YOUR INSTRUCTIONS:
Nothing in the records may be changed; reproduce all of them.

--- DATA IN THIS EXERCISE Enclosed Below ---

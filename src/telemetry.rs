use crate::rollup::Position;
use anyhow::Result;
use serde::Deserialize;

/// A reading decoded from the MQTT feed, not yet validated by the engine.
#[derive(Debug, Clone, PartialEq)]
pub struct ReadingRow {
    pub sensor_id: String,
    pub value: f64,
    pub position: Option<Position>,
}

#[derive(Debug, Deserialize)]
struct WireReading {
    value: f64,
    #[serde(default)]
    latitude: Option<f64>,
    #[serde(default)]
    longitude: Option<f64>,
}

pub fn reading_topic_filter(topic_prefix: &str) -> String {
    format!("{topic_prefix}/+/reading")
}

/// Decodes `{prefix}/{sensor_id}/reading`. Topics outside that shape yield
/// `Ok(None)`; a malformed payload on a matching topic is an error.
pub fn parse_reading_payload(
    topic_prefix: &str,
    topic: &str,
    payload: &mut [u8],
) -> Result<Option<ReadingRow>> {
    let parts: Vec<&str> = topic.split('/').collect();
    if parts.len() != 3 || parts[0] != topic_prefix || parts[2] != "reading" {
        return Ok(None);
    }
    let sensor_id = parts[1].trim();
    if sensor_id.is_empty() {
        return Ok(None);
    }

    let reading: WireReading = simd_json::serde::from_slice(payload)?;
    // A lone coordinate is ignored rather than half-updating the position.
    let position = match (reading.latitude, reading.longitude) {
        (Some(latitude), Some(longitude)) => Some(Position::new(latitude, longitude)),
        _ => None,
    };

    Ok(Some(ReadingRow {
        sensor_id: sensor_id.to_string(),
        value: reading.value,
        position,
    }))
}
use crate::rollup::{first_of_month_offset, CalendarZone, Granularity};
use chrono::{DateTime, Datelike, NaiveDate, Utc};

/// When a sweep fires and how old a bucket must be to count as stale.
#[derive(Clone, Copy, Debug, PartialEq, Eq)]
pub enum CutoffRule {
    /// Fires at every local midnight; stale means before the start of yesterday.
    StartOfYesterday,
    /// Fires at 00:01 on the first of every month; stale means before the
    /// start of last month.
    StartOfLastMonth,
    /// Fires at 00:02 on January 1st; stale means before the start of last year.
    StartOfLastYear,
}

impl CutoffRule {
    fn firing_minute(self) -> u32 {
        match self {
            CutoffRule::StartOfYesterday => 0,
            CutoffRule::StartOfLastMonth => 1,
            CutoffRule::StartOfLastYear => 2,
        }
    }

    pub fn cutoff(self, zone: &CalendarZone, now: DateTime<Utc>) -> Option<DateTime<Utc>> {
        let today = zone.local(now).date_naive();
        let date = match self {
            CutoffRule::StartOfYesterday => today.pred_opt()?,
            CutoffRule::StartOfLastMonth => first_of_month_offset(today, -1)?,
            CutoffRule::StartOfLastYear => NaiveDate::from_ymd_opt(today.year() - 1, 1, 1)?,
        };
        zone.at_local(date, 0, 0)
    }

    /// First firing instant strictly after `after`.
    pub fn next_firing(self, zone: &CalendarZone, after: DateTime<Utc>) -> Option<DateTime<Utc>> {
        let today = zone.local(after).date_naive();
        let (current, following) = match self {
            CutoffRule::StartOfYesterday => (today, today.succ_opt()?),
            CutoffRule::StartOfLastMonth => (
                first_of_month_offset(today, 0)?,
                first_of_month_offset(today, 1)?,
            ),
            CutoffRule::StartOfLastYear => (
                NaiveDate::from_ymd_opt(today.year(), 1, 1)?,
                NaiveDate::from_ymd_opt(today.year() + 1, 1, 1)?,
            ),
        };

        let minute = self.firing_minute();
        let candidate = zone.at_local(current, 0, minute)?;
        if candidate > after {
            return Some(candidate);
        }
        zone.at_local(following, 0, minute)
    }
}

/// A cutoff rule paired with the sequence it sweeps.
#[derive(Clone, Copy, Debug, PartialEq, Eq)]
pub struct SweepPlan {
    pub rule: CutoffRule,
    pub granularity: Granularity,
}

impl SweepPlan {
    pub fn new(rule: CutoffRule, granularity: Granularity) -> Self {
        Self { rule, granularity }
    }

    /// Hourly history each midnight, daily history each month start, yearly
    /// history each new year. Monthly history is never swept.
    pub fn defaults() -> Vec<SweepPlan> {
        vec![
            SweepPlan::new(CutoffRule::StartOfYesterday, Granularity::Hourly),
            SweepPlan::new(CutoffRule::StartOfLastMonth, Granularity::Daily),
            SweepPlan::new(CutoffRule::StartOfLastYear, Granularity::Yearly),
        ]
    }
}

#[cfg(test)]
mod tests {
    use super::*;
    use chrono::TimeZone;

    fn at(y: i32, m: u32, d: u32, h: u32, min: u32) -> DateTime<Utc> {
        Utc.with_ymd_and_hms(y, m, d, h, min, 0).unwrap()
    }

    #[test]
    fn cutoffs_for_each_rule() {
        let zone = CalendarZone::utc();
        let now = at(2024, 3, 10, 0, 0);
        assert_eq!(
            CutoffRule::StartOfYesterday.cutoff(&zone, now),
            Some(at(2024, 3, 9, 0, 0))
        );
        assert_eq!(
            CutoffRule::StartOfLastMonth.cutoff(&zone, now),
            Some(at(2024, 2, 1, 0, 0))
        );
        assert_eq!(
            CutoffRule::StartOfLastYear.cutoff(&zone, now),
            Some(at(2023, 1, 1, 0, 0))
        );
    }

    #[test]
    fn last_month_cutoff_wraps_into_previous_year() {
        let zone = CalendarZone::utc();
        assert_eq!(
            CutoffRule::StartOfLastMonth.cutoff(&zone, at(2024, 1, 1, 0, 1)),
            Some(at(2023, 12, 1, 0, 0))
        );
    }

    #[test]
    fn next_firing_is_strictly_after() {
        let zone = CalendarZone::utc();

        let rule = CutoffRule::StartOfYesterday;
        assert_eq!(rule.next_firing(&zone, at(2024, 3, 10, 15, 0)), Some(at(2024, 3, 11, 0, 0)));
        assert_eq!(rule.next_firing(&zone, at(2024, 3, 11, 0, 0)), Some(at(2024, 3, 12, 0, 0)));

        let rule = CutoffRule::StartOfLastMonth;
        assert_eq!(rule.next_firing(&zone, at(2024, 3, 1, 0, 0)), Some(at(2024, 3, 1, 0, 1)));
        assert_eq!(rule.next_firing(&zone, at(2024, 12, 15, 9, 0)), Some(at(2025, 1, 1, 0, 1)));

        let rule = CutoffRule::StartOfLastYear;
        assert_eq!(rule.next_firing(&zone, at(2024, 6, 1, 0, 0)), Some(at(2025, 1, 1, 0, 2)));
        assert_eq!(rule.next_firing(&zone, at(2025, 1, 1, 0, 1)), Some(at(2025, 1, 1, 0, 2)));
    }

    #[test]
    fn firing_follows_calendar_zone() {
        let zone = CalendarZone::from_offset_minutes(-300).unwrap();
        // 03:00 UTC is 22:00 the previous day at UTC-5; next local midnight is 05:00 UTC.
        assert_eq!(
            CutoffRule::StartOfYesterday.next_firing(&zone, at(2024, 3, 10, 3, 0)),
            Some(at(2024, 3, 10, 5, 0))
        );
    }

    #[test]
    fn default_plans_skip_monthly_history() {
        let plans = SweepPlan::defaults();
        assert_eq!(plans.len(), 3);
        assert!(plans.iter().all(|plan| plan.granularity != Granularity::Monthly));
    }
}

--- End of Enclosed DATA IN THIS EXERCISE ---

TASK SOLUTION:
filename src/telemetry.rs
use crate::rollup::Position;
use anyhow::Result;
use serde::Deserialize;

/// A reading decoded from the MQTT feed, not yet validated by the engine.
#[derive(Debug, Clone, PartialEq)]
pub struct ReadingRow {
    pub sensor_id: String,
    pub value: f64,
    pub position: Option<Position>,
}

#[derive(Debug, Deserialize)]
struct WireReading {
    value: f64,
    #[serde(default)]
    latitude: Option<f64>,
    #[serde(default)]
    longitude: Option<f64>,
}

pub fn reading_topic_filter(topic_prefix: &str) -> String {
    format!("{topic_prefix}/+/reading")
}

/// Decodes `{prefix}/{sensor_id}/reading`. Topics outside that shape yield
/// `Ok(None)`; a malformed payload on a matching topic is an error.
pub fn parse_reading_payload(
    topic_prefix: &str,
    topic: &str,
    payload: &mut [u8],
) -> Result<Option<ReadingRow>> {
    let parts: Vec<&str> = topic.split('/').collect();
    if parts.len() != 3 || parts[0] != topic_prefix || parts[2] != "reading" {
        return Ok(None);
    }
    let sensor_id = parts[1].trim();
    if sensor_id.is_empty() {
        return Ok(None);
    }

    let reading: WireReading = simd_json::serde::from_slice(payload)?;
    // A lone coordinate is ignored rather than half-updating the position.
    let position = match (reading.latitude, reading.longitude) {
        (Some(latitude), Some(longitude)) => Some(Position::new(latitude, longitude)),
        _ => None,
    };

    Ok(Some(ReadingRow {
        sensor_id: sensor_id.to_string(),
        value: reading.value,
        position,
    }))
}
use crate::rollup::{first_of_month_offset, CalendarZone, Granularity};
use chrono::{DateTime, Datelike, NaiveDate, Utc};

/// When a sweep fires and how old a bucket must be to count as stale.
#[derive(Clone, Copy, Debug, PartialEq, Eq)]
pub enum CutoffRule {
    /// Fires at every local midnight; stale means before the start of yesterday.
    StartOfYesterday,
    /// Fires at 00:01 on the first of every month; stale means before the
    /// start of last month.
    StartOfLastMonth,
    /// Fires at 00:02 on January 1st; stale means before the start of last year.
    StartOfLastYear,
}

impl CutoffRule {
    fn firing_minute(self) -> u32 {
        match self {
            CutoffRule::StartOfYesterday => 0,
            CutoffRule::StartOfLastMonth => 1,
            CutoffRule::StartOfLastYear => 2,
        }
    }

    pub fn cutoff(self, zone: &CalendarZone, now: DateTime<Utc>) -> Option<DateTime<Utc>> {
        let today = zone.local(now).date_naive();
        let date = match self {
            CutoffRule::StartOfYesterday => today.pred_opt()?,
            CutoffRule::StartOfLastMonth => first_of_month_offset(today, -1)?,
            CutoffRule::StartOfLastYear => NaiveDate::from_ymd_opt(today.year() - 1, 1, 1)?,
        };
        zone.at_local(date, 0, 0)
    }

    /// First firing instant strictly after `after`.
    pub fn next_firing(self, zone: &CalendarZone, after: DateTime<Utc>) -> Option<DateTime<Utc>> {
        let today = zone.local(after).date_naive();
        let (current, following) = match self {
            CutoffRule::StartOfYesterday => (today, today.succ_opt()?),
            CutoffRule::StartOfLastMonth => (
                first_of_month_offset(today, 0)?,
                first_of_month_offset(today, 1)?,
            ),
            CutoffRule::StartOfLastYear => (
                NaiveDate::from_ymd_opt(today.year(), 1, 1)?,
                NaiveDate::from_ymd_opt(today.year() + 1, 1, 1)?,
            ),
        };

        let minute = self.firing_minute();
        let candidate = zone.at_local(current, 0, minute)?;
        if candidate > after {
            return Some(candidate);
        }
        zone.at_local(following, 0, minute)
    }
}

/// A cutoff rule paired with the sequence it sweeps.
#[derive(Clone, Copy, Debug, PartialEq, Eq)]
pub struct SweepPlan {
    pub rule: CutoffRule,
    pub granularity: Granularity,
}

impl SweepPlan {
    pub fn new(rule: CutoffRule, granularity: Granularity) -> Self {
        Self { rule, granularity }
    }

    /// Hourly history each midnight, daily history each month start, yearly
    /// history each new year. Monthly history is never swept.
    pub fn defaults() -> Vec<SweepPlan> {
        vec![
            SweepPlan::new(CutoffRule::StartOfYesterday, Granularity::Hourly),
            SweepPlan::new(CutoffRule::StartOfLastMonth, Granularity::Daily),
            SweepPlan::new(CutoffRule::StartOfLastYear, Granularity::Yearly),
        ]
    }
}

#[cfg(test)]
mod tests {
    use super::*;
    use chrono::TimeZone;

    fn at(y: i32, m: u32, d: u32, h: u32, min: u32) -> DateTime<Utc> {
        Utc.with_ymd_and_hms(y, m, d, h, min, 0).unwrap()
    }

    #[test]
    fn cutoffs_for_each_rule() {
        let zone = CalendarZone::utc();
        let now = at(2024, 3, 10, 0, 0);
        assert_eq!(
            CutoffRule::StartOfYesterday.cutoff(&zone, now),
            Some(at(2024, 3, 9, 0, 0))
        );
        assert_eq!(
            CutoffRule::StartOfLastMonth.cutoff(&zone, now),
            Some(at(2024, 2, 1, 0, 0))
        );
        assert_eq!(
            CutoffRule::StartOfLastYear.cutoff(&zone, now),
            Some(at(2023, 1, 1, 0, 0))
        );
    }

    #[test]
    fn last_month_cutoff_wraps_into_previous_year() {
        let zone = CalendarZone::utc();
        assert_eq!(
            CutoffRule::StartOfLastMonth.cutoff(&zone, at(2024, 1, 1, 0, 1)),
            Some(at(2023, 12, 1, 0, 0))
        );
    }

    #[test]
    fn next_firing_is_strictly_after() {
        let zone = CalendarZone::utc();

        let rule = CutoffRule::StartOfYesterday;
        assert_eq!(rule.next_firing(&zone, at(2024, 3, 10, 15, 0)), Some(at(2024, 3, 11, 0, 0)));
        assert_eq!(rule.next_firing(&zone, at(2024, 3, 11, 0, 0)), Some(at(2024, 3, 12, 0, 0)));

        let rule = CutoffRule::StartOfLastMonth;
        assert_eq!(rule.next_firing(&zone, at(2024, 3, 1, 0, 0)), Some(at(2024, 3, 1, 0, 1)));
        assert_eq!(rule.next_firing(&zone, at(2024, 12, 15, 9, 0)), Some(at(2025, 1, 1, 0, 1)));

        let rule = CutoffRule::StartOfLastYear;
        assert_eq!(rule.next_firing(&zone, at(2024, 6, 1, 0, 0)), Some(at(2025, 1, 1, 0, 2)));
        assert_eq!(rule.next_firing(&zone, at(2025, 1, 1, 0, 1)), Some(at(2025, 1, 1, 0, 2)));
    }

    #[test]
    fn firing_follows_calendar_zone() {
        let zone = CalendarZone::from_offset_minutes(-300).unwrap();
        // 03:00 UTC is 22:00 the previous day at UTC-5; next local midnight is 05:00 UTC.
        assert_eq!(
            CutoffRule::StartOfYesterday.next_firing(&zone, at(2024, 3, 10, 3, 0)),
            Some(at(2024, 3, 10, 5, 0))
        );
    }

    #[test]
    fn default_plans_skip_monthly_history() {
        let plans = SweepPlan::defaults();
        assert_eq!(plans.len(), 3);
        assert!(plans.iter().all(|plan| plan.granularity != Granularity::Monthly));
    }
}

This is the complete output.